Records drawn from a dataset:
####################

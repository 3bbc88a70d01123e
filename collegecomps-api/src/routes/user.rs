/// Account endpoints for the signed-in user
///
/// # Endpoints
///
/// - `GET /api/user/me` - Account summary
/// - `GET /api/user/profile` - Academic profile
/// - `PUT /api/user/profile` - Merge academic profile fields, optionally rename
/// - `PUT /api/user/password` - Change password
/// - `GET /api/user/salary-submissions` - Own salary submissions
/// - `GET /api/user/usage-stats` - Feature usage counters
/// - `GET|POST /api/user/onboarding` - Onboarding answers and completion flag
/// - `GET|POST|PUT|DELETE /api/user/responses` - Recommendation questionnaire

use crate::{
    app::AppState,
    error::{ApiError, ApiResult},
    routes::non_blank,
};
use axum::{extract::State, http::StatusCode, Extension, Json};
use chrono::{DateTime, Utc};
use collegecomps_shared::{
    auth::{middleware::AuthContext, password},
    models::{
        alert_preference::AlertPreferences,
        comparison_folder::ComparisonFolder,
        onboarding::{OnboardingPreferences, SaveOnboarding},
        profile::{ProfileUpdate, UserProfile},
        questionnaire::{QuestionnaireResponses, SaveResponses},
        salary_submission::SalarySubmission,
        saved_comparison::SavedComparison,
        shared_comparison::SharedComparison,
        user::User,
    },
};
use serde::{Deserialize, Serialize};
use serde_json::{json, Value};

/// Account summary
#[derive(Debug, Serialize)]
#[serde(rename_all = "camelCase")]
pub struct MeResponse {
    pub id: i64,
    pub email: String,
    pub name: Option<String>,
    pub role: String,
    pub subscription_tier: String,
    pub subscription_status: String,
    pub subscription_expires_at: Option<DateTime<Utc>>,
    pub email_verified: bool,
    pub created_at: DateTime<Utc>,
}

impl From<User> for MeResponse {
    fn from(user: User) -> Self {
        Self {
            id: user.id,
            email: user.email,
            name: user.name,
            role: user.role,
            subscription_tier: user.subscription_tier,
            subscription_status: user.subscription_status,
            subscription_expires_at: user.subscription_expires_at,
            email_verified: user.email_verified,
            created_at: user.created_at,
        }
    }
}

/// Profile update body: the academic fields plus an optional new name
#[derive(Debug, Deserialize)]
pub struct UpdateProfileRequest {
    pub name: Option<String>,

    #[serde(flatten)]
    pub profile: ProfileUpdate,
}

#[derive(Debug, Deserialize)]
#[serde(rename_all = "camelCase")]
pub struct ChangePasswordRequest {
    pub current_password: Option<String>,
    pub new_password: Option<String>,
}

#[derive(Debug, Serialize)]
pub struct UsageStats {
    pub saved_comparisons: i64,
    pub exports_this_month: i64,
    pub alerts_configured: i64,
    pub folders_created: i64,
}

#[derive(Debug, Serialize)]
pub struct OnboardingStatus {
    pub onboarding_completed: bool,
    pub preferences: Option<OnboardingPreferences>,
}

/// `preferred_states` arrives either as a list or as a single state
#[derive(Debug, Deserialize)]
#[serde(untagged)]
pub enum PreferredStates {
    Many(Vec<String>),
    One(String),
}

/// Questionnaire body
#[derive(Debug, Default, Deserialize)]
pub struct ResponsesRequest {
    pub gpa: Option<f64>,
    pub sat_score: Option<i64>,
    pub act_score: Option<i64>,
    pub zip_code: Option<String>,
    pub latitude: Option<f64>,
    pub longitude: Option<f64>,
    pub parent_income: Option<i64>,
    pub student_income: Option<i64>,
    pub preferred_states: Option<PreferredStates>,
    pub preferred_major: Option<String>,
}

impl ResponsesRequest {
    fn into_save(self) -> SaveResponses {
        let preferred_states = self.preferred_states.map(|states| match states {
            PreferredStates::Many(states) => states,
            PreferredStates::One(state) => vec![state],
        });

        SaveResponses {
            gpa: self.gpa,
            sat_score: self.sat_score,
            act_score: self.act_score,
            zip_code: non_blank(&self.zip_code).map(str::to_string),
            latitude: self.latitude,
            longitude: self.longitude,
            parent_income: self.parent_income,
            student_income: self.student_income,
            preferred_states,
            preferred_major: non_blank(&self.preferred_major).map(str::to_string),
        }
    }
}

async fn load_user(state: &AppState, user_id: i64) -> ApiResult<User> {
    User::find_by_id(&state.db, user_id)
        .await?
        .ok_or_else(|| ApiError::NotFound("User not found".to_string()))
}

pub async fn me(
    State(state): State<AppState>,
    Extension(auth): Extension<AuthContext>,
) -> ApiResult<Json<MeResponse>> {
    let user = load_user(&state, auth.user_id).await?;
    Ok(Json(user.into()))
}

/// Academic profile, `null` until first saved
pub async fn get_profile(
    State(state): State<AppState>,
    Extension(auth): Extension<AuthContext>,
) -> ApiResult<Json<Value>> {
    let profile = UserProfile::find_by_user(&state.db, auth.user_id).await?;
    Ok(Json(json!({ "profile": profile })))
}

/// Merge profile fields
///
/// Fields left out of the body keep their stored value. A blank `name` is
/// ignored.
pub async fn update_profile(
    State(state): State<AppState>,
    Extension(auth): Extension<AuthContext>,
    Json(req): Json<UpdateProfileRequest>,
) -> ApiResult<Json<Value>> {
    let name = non_blank(&req.name).map(str::to_string);
    if let Some(name) = &name {
        User::update_name(&state.db, auth.user_id, name).await?;
    }

    let profile = if req.profile.is_empty() {
        UserProfile::find_by_user(&state.db, auth.user_id).await?
    } else {
        Some(UserProfile::upsert(&state.db, auth.user_id, req.profile).await?)
    };

    tracing::debug!(user_id = auth.user_id, renamed = name.is_some(), "Profile updated");

    Ok(Json(json!({
        "success": true,
        "message": "Profile updated successfully",
        "name": name,
        "profile": profile,
    })))
}

/// Change password, verifying the current one
///
/// # Errors
///
/// - `400 Bad Request`: Missing fields or new password under 8 characters
/// - `401 Unauthorized`: Current password is incorrect
/// - `404 Not Found`: Account has been deleted
pub async fn change_password(
    State(state): State<AppState>,
    Extension(auth): Extension<AuthContext>,
    Json(req): Json<ChangePasswordRequest>,
) -> ApiResult<Json<Value>> {
    let (current, new) = match (req.current_password.as_deref(), req.new_password.as_deref()) {
        (Some(c), Some(n)) if !c.is_empty() && !n.is_empty() => (c, n),
        _ => {
            return Err(ApiError::BadRequest(
                "Current and new passwords are required".to_string(),
            ))
        }
    };

    if password::validate_password_length(new).is_err() {
        return Err(ApiError::BadRequest(format!(
            "New password must be at least {} characters",
            password::MIN_PASSWORD_LENGTH
        )));
    }

    let user = load_user(&state, auth.user_id).await?;

    let matches = match user.password_hash.as_deref() {
        Some(hash) => password::verify_password(current, hash)?,
        None => false,
    };
    if !matches {
        return Err(ApiError::Unauthorized(
            "Current password is incorrect".to_string(),
        ));
    }

    let hash = password::hash_password(new)?;
    User::update_password(&state.db, user.id, &hash).await?;

    tracing::info!(user_id = user.id, "Password changed");

    Ok(Json(json!({
        "success": true,
        "message": "Password updated successfully",
    })))
}

pub async fn salary_submissions(
    State(state): State<AppState>,
    Extension(auth): Extension<AuthContext>,
) -> ApiResult<Json<Value>> {
    let submissions = SalarySubmission::list_by_user(&state.db, auth.user_id).await?;
    let count = submissions.len();
    Ok(Json(json!({ "submissions": submissions, "count": count })))
}

/// Counters shown on the account page
///
/// Share links created this month stand in for exports.
pub async fn usage_stats(
    State(state): State<AppState>,
    Extension(auth): Extension<AuthContext>,
) -> ApiResult<Json<UsageStats>> {
    let saved_comparisons = SavedComparison::count_by_user(&state.db, auth.user_id).await?;
    let exports_this_month = SharedComparison::count_this_month(&state.db, auth.user_id).await?;
    let alerts_configured = AlertPreferences::configured_count(&state.db, auth.user_id).await?;
    let folders_created = ComparisonFolder::count_by_user(&state.db, auth.user_id).await?;

    Ok(Json(UsageStats {
        saved_comparisons,
        exports_this_month,
        alerts_configured,
        folders_created,
    }))
}

/// Onboarding answers; `preferences` is `null` before the first save
pub async fn get_onboarding(
    State(state): State<AppState>,
    Extension(auth): Extension<AuthContext>,
) -> ApiResult<Json<OnboardingStatus>> {
    let preferences = OnboardingPreferences::find_by_user(&state.db, auth.user_id).await?;

    Ok(Json(OnboardingStatus {
        onboarding_completed: preferences
            .as_ref()
            .is_some_and(|p| p.onboarding_completed),
        preferences,
    }))
}

/// Save onboarding answers and mark onboarding complete
pub async fn save_onboarding(
    State(state): State<AppState>,
    Extension(auth): Extension<AuthContext>,
    Json(req): Json<SaveOnboarding>,
) -> ApiResult<Json<Value>> {
    OnboardingPreferences::save(&state.db, auth.user_id, req).await?;

    tracing::info!(user_id = auth.user_id, "Onboarding completed");

    Ok(Json(json!({
        "success": true,
        "message": "Onboarding preferences saved successfully",
    })))
}

pub async fn get_responses(
    State(state): State<AppState>,
    Extension(auth): Extension<AuthContext>,
) -> ApiResult<Json<Value>> {
    let responses = QuestionnaireResponses::find_by_user(&state.db, auth.user_id).await?;
    Ok(Json(json!({ "responses": responses })))
}

/// Save questionnaire answers
///
/// Answers the first save with 201 and later ones with 200. Every save
/// replaces the whole answer set.
pub async fn save_responses(
    State(state): State<AppState>,
    Extension(auth): Extension<AuthContext>,
    Json(req): Json<ResponsesRequest>,
) -> ApiResult<(StatusCode, Json<Value>)> {
    let (responses, created) =
        QuestionnaireResponses::save(&state.db, auth.user_id, req.into_save()).await?;

    let (status, message) = if created {
        (StatusCode::CREATED, "Responses saved successfully")
    } else {
        (StatusCode::OK, "Responses updated successfully")
    };

    Ok((status, Json(json!({ "message": message, "responses": responses }))))
}

pub async fn delete_responses(
    State(state): State<AppState>,
    Extension(auth): Extension<AuthContext>,
) -> ApiResult<Json<Value>> {
    let removed = QuestionnaireResponses::delete_for_user(&state.db, auth.user_id).await?;
    tracing::debug!(user_id = auth.user_id, removed, "Questionnaire responses deleted");

    Ok(Json(json!({ "message": "Responses deleted successfully" })))
}

#[cfg(test)]
mod tests {
    use super::*;

    #[test]
    fn test_single_preferred_state_becomes_list() {
        let req: ResponsesRequest =
            serde_json::from_value(json!({ "preferred_states": "CA", "zip_code": "  " })).unwrap();
        let save = req.into_save();

        assert_eq!(save.preferred_states, Some(vec!["CA".to_string()]));
        assert_eq!(save.zip_code, None);

        let req: ResponsesRequest =
            serde_json::from_value(json!({ "preferred_states": ["CA", "OR"] })).unwrap();
        assert_eq!(req.into_save().preferred_states.map(|s| s.len()), Some(2));
    }
}
/// Per-user activity tracking
///
/// # Endpoints
///
/// - `POST /api/analytics/track` - Record an event
/// - `GET /api/analytics/stats` - The caller's own activity dashboard

use crate::{
    app::AppState,
    error::{ApiError, ApiResult},
    routes::non_blank,
};
use axum::{extract::State, Extension, Json};
use collegecomps_shared::{
    auth::middleware::AuthContext,
    models::{
        analytics::{ActivityTotals, AnalyticsEvent, EventBreakdown, RecentEvent, TimelineDay},
        salary_submission::SalarySubmission,
        saved_comparison::SavedComparison,
    },
};
use serde::{Deserialize, Serialize};
use serde_json::{json, Map, Value};

#[derive(Debug, Deserialize)]
#[serde(rename_all = "camelCase")]
pub struct TrackRequest {
    pub event_type: Option<String>,
    pub event_data: Option<Value>,
    pub page_url: Option<String>,
}

impl TrackRequest {
    /// Event metadata, with `pageUrl` folded in when present
    fn metadata(&self) -> Option<Value> {
        let data = self.event_data.clone().filter(|d| !d.is_null());
        let Some(page_url) = non_blank(&self.page_url) else {
            return data;
        };

        match data {
            Some(Value::Object(mut map)) => {
                map.entry("pageUrl").or_insert_with(|| json!(page_url));
                Some(Value::Object(map))
            }
            Some(other) => Some(json!({ "data": other, "pageUrl": page_url })),
            None => {
                let mut map = Map::new();
                map.insert("pageUrl".to_string(), json!(page_url));
                Some(Value::Object(map))
            }
        }
    }
}

#[derive(Debug, Serialize)]
#[serde(rename_all = "camelCase")]
pub struct StatsResponse {
    pub stats: ActivityTotals,
    pub event_breakdown: Vec<EventBreakdown>,
    pub timeline: Vec<TimelineDay>,
    pub recent_events: Vec<RecentEvent>,
    pub saved_comparisons: i64,
    pub salary_submissions: i64,
    pub subscription_tier: String,
}

pub async fn track(
    State(state): State<AppState>,
    Extension(auth): Extension<AuthContext>,
    Json(req): Json<TrackRequest>,
) -> ApiResult<Json<Value>> {
    let event_type = non_blank(&req.event_type)
        .ok_or_else(|| ApiError::BadRequest("Event type is required".to_string()))?;

    AnalyticsEvent::track(&state.db, auth.user_id, event_type, req.metadata()).await?;

    Ok(Json(json!({ "success": true })))
}

/// Activity dashboard
///
/// Totals, per-action counts, a 30-day timeline and the 20 most recent
/// events, plus saved-comparison and salary-submission counts.
pub async fn stats(
    State(state): State<AppState>,
    Extension(auth): Extension<AuthContext>,
) -> ApiResult<Json<StatsResponse>> {
    let stats = AnalyticsEvent::totals(&state.db, auth.user_id).await?;
    let event_breakdown = AnalyticsEvent::breakdown(&state.db, auth.user_id).await?;
    let timeline = AnalyticsEvent::timeline(&state.db, auth.user_id).await?;
    let recent_events = AnalyticsEvent::recent(&state.db, auth.user_id).await?;
    let saved_comparisons = SavedComparison::count_by_user(&state.db, auth.user_id).await?;
    let salary_submissions = SalarySubmission::count_by_user(&state.db, auth.user_id).await?;

    Ok(Json(StatsResponse {
        stats,
        event_breakdown,
        timeline,
        recent_events,
        saved_comparisons,
        salary_submissions,
        subscription_tier: auth.tier.as_str().to_string(),
    }))
}
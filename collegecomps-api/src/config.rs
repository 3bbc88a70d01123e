/// Configuration management for the API server
///
/// This module loads configuration from environment variables and provides
/// a type-safe configuration struct.
///
/// # Environment Variables
///
/// - `DATABASE_URL`: users database, e.g. `sqlite://data/users.db` (required)
/// - `COLLEGE_DATABASE_URL`: read-only college facts database (optional)
/// - `DATABASE_MAX_CONNECTIONS`: pool size (default: 10)
/// - `API_HOST` / `API_PORT`: bind address (default: 0.0.0.0:8080)
/// - `JWT_SECRET`: session signing secret, at least 32 characters (required)
/// - `APP_BASE_URL`: public site origin used in email links and redirects
/// - `CORS_ORIGINS`: comma-separated origins, `*` for permissive (default: `*`)
/// - `PRODUCTION`: `true` enables HSTS
/// - `ADMIN_EMAIL_DOMAIN`: email domain whose accounts are support staff
/// - `RESEND_API_KEY`, `EMAIL_FROM`, `SUPPORT_EMAIL`: email delivery
/// - `STRIPE_SECRET_KEY`, `STRIPE_WEBHOOK_SECRET`,
///   `STRIPE_PREMIUM_MONTHLY_PRICE_ID`, `STRIPE_PREMIUM_ANNUAL_PRICE_ID`: billing
///
/// # Example
///
/// ```no_run
/// use collegecomps_api::config::Config;
///
/// # async fn example() -> anyhow::Result<()> {
/// let config = Config::from_env()?;
/// println!("Server will listen on {}:{}", config.api.host, config.api.port);
/// # Ok(())
/// # }
/// ```

use serde::{Deserialize, Serialize};
use std::env;

/// Complete application configuration
#[derive(Debug, Clone, Serialize, Deserialize)]
pub struct Config {
    /// API server configuration
    pub api: ApiConfig,

    /// Database configuration
    pub database: DatabaseConfig,

    /// JWT configuration
    pub jwt: JwtConfig,

    /// Outbound email
    pub email: EmailConfig,

    /// Stripe billing
    pub stripe: StripeConfig,
}

/// API server configuration
#[derive(Debug, Clone, Serialize, Deserialize)]
pub struct ApiConfig {
    /// Host to bind to
    pub host: String,

    /// Port to bind to
    pub port: u16,

    /// Public site origin, without trailing slash
    pub base_url: String,

    /// Allowed CORS origins (`*` for any)
    pub cors_origins: Vec<String>,

    /// Production mode (enables HSTS)
    pub production: bool,

    /// Accounts with an email in this domain are staff
    pub admin_email_domain: String,
}

/// Database configuration
#[derive(Debug, Clone, Serialize, Deserialize)]
pub struct DatabaseConfig {
    /// Users database URL
    pub url: String,

    /// Maximum number of connections in pool
    pub max_connections: u32,

    /// College facts database URL, opened read-only
    pub college_url: Option<String>,
}

/// JWT configuration
#[derive(Debug, Clone, Serialize, Deserialize)]
pub struct JwtConfig {
    /// Secret key for JWT signing
    ///
    /// IMPORTANT: This must be kept secret and should be at least 32 bytes.
    /// Generate with: `openssl rand -hex 32`
    pub secret: String,
}

#[derive(Debug, Clone, Serialize, Deserialize)]
pub struct EmailConfig {
    /// Resend API key; without one, emails go to the in-memory outbox
    pub resend_api_key: Option<String>,

    pub from: String,

    pub support_email: String,
}

#[derive(Debug, Clone, Serialize, Deserialize)]
pub struct StripeConfig {
    pub secret_key: Option<String>,
    pub webhook_secret: Option<String>,
    pub premium_monthly_price_id: Option<String>,
    pub premium_annual_price_id: Option<String>,
}

fn optional(name: &str) -> Option<String> {
    env::var(name)
        .ok()
        .map(|v| v.trim().to_string())
        .filter(|v| !v.is_empty())
}

impl Config {
    /// Loads configuration from environment variables
    ///
    /// # Errors
    ///
    /// Returns an error if:
    /// - Required environment variables are missing
    /// - Environment variables have invalid values
    pub fn from_env() -> anyhow::Result<Self> {
        // Load .env file if present (for development)
        dotenvy::dotenv().ok();

        let api_host = env::var("API_HOST").unwrap_or_else(|_| "0.0.0.0".to_string());
        let api_port = env::var("API_PORT")
            .unwrap_or_else(|_| "8080".to_string())
            .parse::<u16>()?;

        let database_url = env::var("DATABASE_URL")
            .map_err(|_| anyhow::anyhow!("DATABASE_URL environment variable is required"))?;

        let max_connections = env::var("DATABASE_MAX_CONNECTIONS")
            .unwrap_or_else(|_| "10".to_string())
            .parse::<u32>()?;

        let jwt_secret = env::var("JWT_SECRET")
            .map_err(|_| anyhow::anyhow!("JWT_SECRET environment variable is required"))?;

        if jwt_secret.len() < 32 {
            anyhow::bail!("JWT_SECRET must be at least 32 characters long");
        }

        let production = env::var("PRODUCTION")
            .map(|v| v.eq_ignore_ascii_case("true") || v == "1")
            .unwrap_or(false);

        let base_url = optional("APP_BASE_URL").unwrap_or_else(|| {
            if production {
                "https://www.collegecomps.com".to_string()
            } else {
                "http://localhost:3000".to_string()
            }
        });

        let cors_origins = env::var("CORS_ORIGINS")
            .unwrap_or_else(|_| "*".to_string())
            .split(',')
            .map(|s| s.trim().to_string())
            .filter(|s| !s.is_empty())
            .collect();

        Ok(Self {
            api: ApiConfig {
                host: api_host,
                port: api_port,
                base_url: base_url.trim_end_matches('/').to_string(),
                cors_origins,
                production,
                admin_email_domain: optional("ADMIN_EMAIL_DOMAIN").unwrap_or_default(),
            },
            database: DatabaseConfig {
                url: database_url,
                max_connections,
                college_url: optional("COLLEGE_DATABASE_URL"),
            },
            jwt: JwtConfig {
                secret: jwt_secret,
            },
            email: EmailConfig {
                resend_api_key: optional("RESEND_API_KEY"),
                from: optional("EMAIL_FROM").unwrap_or_else(|| "noreply@collegecomps.com".to_string()),
                support_email: optional("SUPPORT_EMAIL")
                    .unwrap_or_else(|| "support@collegecomps.com".to_string()),
            },
            stripe: StripeConfig {
                secret_key: optional("STRIPE_SECRET_KEY"),
                webhook_secret: optional("STRIPE_WEBHOOK_SECRET"),
                premium_monthly_price_id: optional("STRIPE_PREMIUM_MONTHLY_PRICE_ID"),
                premium_annual_price_id: optional("STRIPE_PREMIUM_ANNUAL_PRICE_ID"),
            },
        })
    }

    /// Returns the server bind address
    pub fn bind_address(&self) -> String {
        format!("{}:{}", self.api.host, self.api.port)
    }
}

####################

*Problem to solve*. Give nothing except how many lines of the records include "present".

*Response area*. 2